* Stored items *
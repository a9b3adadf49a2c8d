//! Summary statistics over a rating trace.

use serde::{Deserialize, Serialize};

use crate::model::RatingTrace;

/// Aggregate view of one tracked session.
#[derive(Debug, Clone, PartialEq, Serialize, Deserialize)]
pub struct TraceSummary {
    /// Number of processed observations.
    pub attempts: usize,
    /// Number of correct observations.
    pub correct: usize,
    /// Fraction of correct observations (0 for an empty trace).
    pub accuracy: f64,
    /// Prior before the first observation.
    pub initial_rating: f64,
    /// Rating after the last observation.
    pub final_rating: f64,
    /// Highest rating reached, including the initial prior.
    pub peak_rating: f64,
    /// Lowest rating reached, including the initial prior.
    pub lowest_rating: f64,
    /// `final_rating - initial_rating`.
    pub net_change: f64,
    /// Mean item difficulty (0 for an empty trace).
    pub mean_difficulty: f64,
    /// Mean response time (0 for an empty trace).
    pub mean_response_time: f64,
}

impl TraceSummary {
    pub fn compute(trace: &RatingTrace) -> Self {
        let attempts = trace.len();
        let correct = trace.iter().filter(|p| p.observation.correct).count();

        let initial = trace.initial_prior;
        let (lowest, peak) = trace
            .iter()
            .map(|p| p.rating)
            .fold((initial, initial), |(lo, hi), r| (lo.min(r), hi.max(r)));
        let final_rating = trace.current();

        Self {
            attempts,
            correct,
            accuracy: if attempts == 0 {
                0.0
            } else {
                correct as f64 / attempts as f64
            },
            initial_rating: initial,
            final_rating,
            peak_rating: peak,
            lowest_rating: lowest,
            net_change: final_rating - initial,
            mean_difficulty: mean(trace.iter().map(|p| p.observation.difficulty)),
            mean_response_time: mean(trace.iter().map(|p| p.observation.response_time)),
        }
    }
}

fn mean(values: impl Iterator<Item = f64>) -> f64 {
    let (sum, count) = values.fold((0.0, 0usize), |(sum, n), v| (sum + v, n + 1));
    if count == 0 {
        0.0
    } else {
        sum / count as f64
    }
}

#[cfg(test)]
mod tests {
    use super::*;
    use crate::model::Observation;

    #[test]
    fn empty_trace_summary() {
        let summary = TraceSummary::compute(&RatingTrace::new(25.0));
        assert_eq!(summary.attempts, 0);
        assert_eq!(summary.accuracy, 0.0);
        assert_eq!(summary.final_rating, 25.0);
        assert_eq!(summary.peak_rating, 25.0);
        assert_eq!(summary.net_change, 0.0);
    }

    #[test]
    fn summary_tracks_extremes_and_means() {
        let mut trace = RatingTrace::new(25.0);
        trace.push(Observation::new(true, 30.0, 10.0), 26.0);
        trace.push(Observation::new(false, 50.0, 30.0), 24.0);
        trace.push(Observation::new(true, 40.0, 20.0), 25.5);

        let summary = TraceSummary::compute(&trace);
        assert_eq!(summary.attempts, 3);
        assert_eq!(summary.correct, 2);
        assert!((summary.accuracy - 2.0 / 3.0).abs() < 1e-12);
        assert_eq!(summary.peak_rating, 26.0);
        assert_eq!(summary.lowest_rating, 24.0);
        assert_eq!(summary.final_rating, 25.5);
        assert!((summary.net_change - 0.5).abs() < 1e-12);
        assert!((summary.mean_difficulty - 40.0).abs() < 1e-12);
        assert!((summary.mean_response_time - 20.0).abs() < 1e-12);
    }
}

* Aim of the task *
Every line of the entries above that holds "compute" should be copied out.

* Problem solution *
    pub fn compute(trace: &RatingTrace) -> Self {
        let summary = TraceSummary::compute(&RatingTrace::new(25.0));
        let summary = TraceSummary::compute(&trace);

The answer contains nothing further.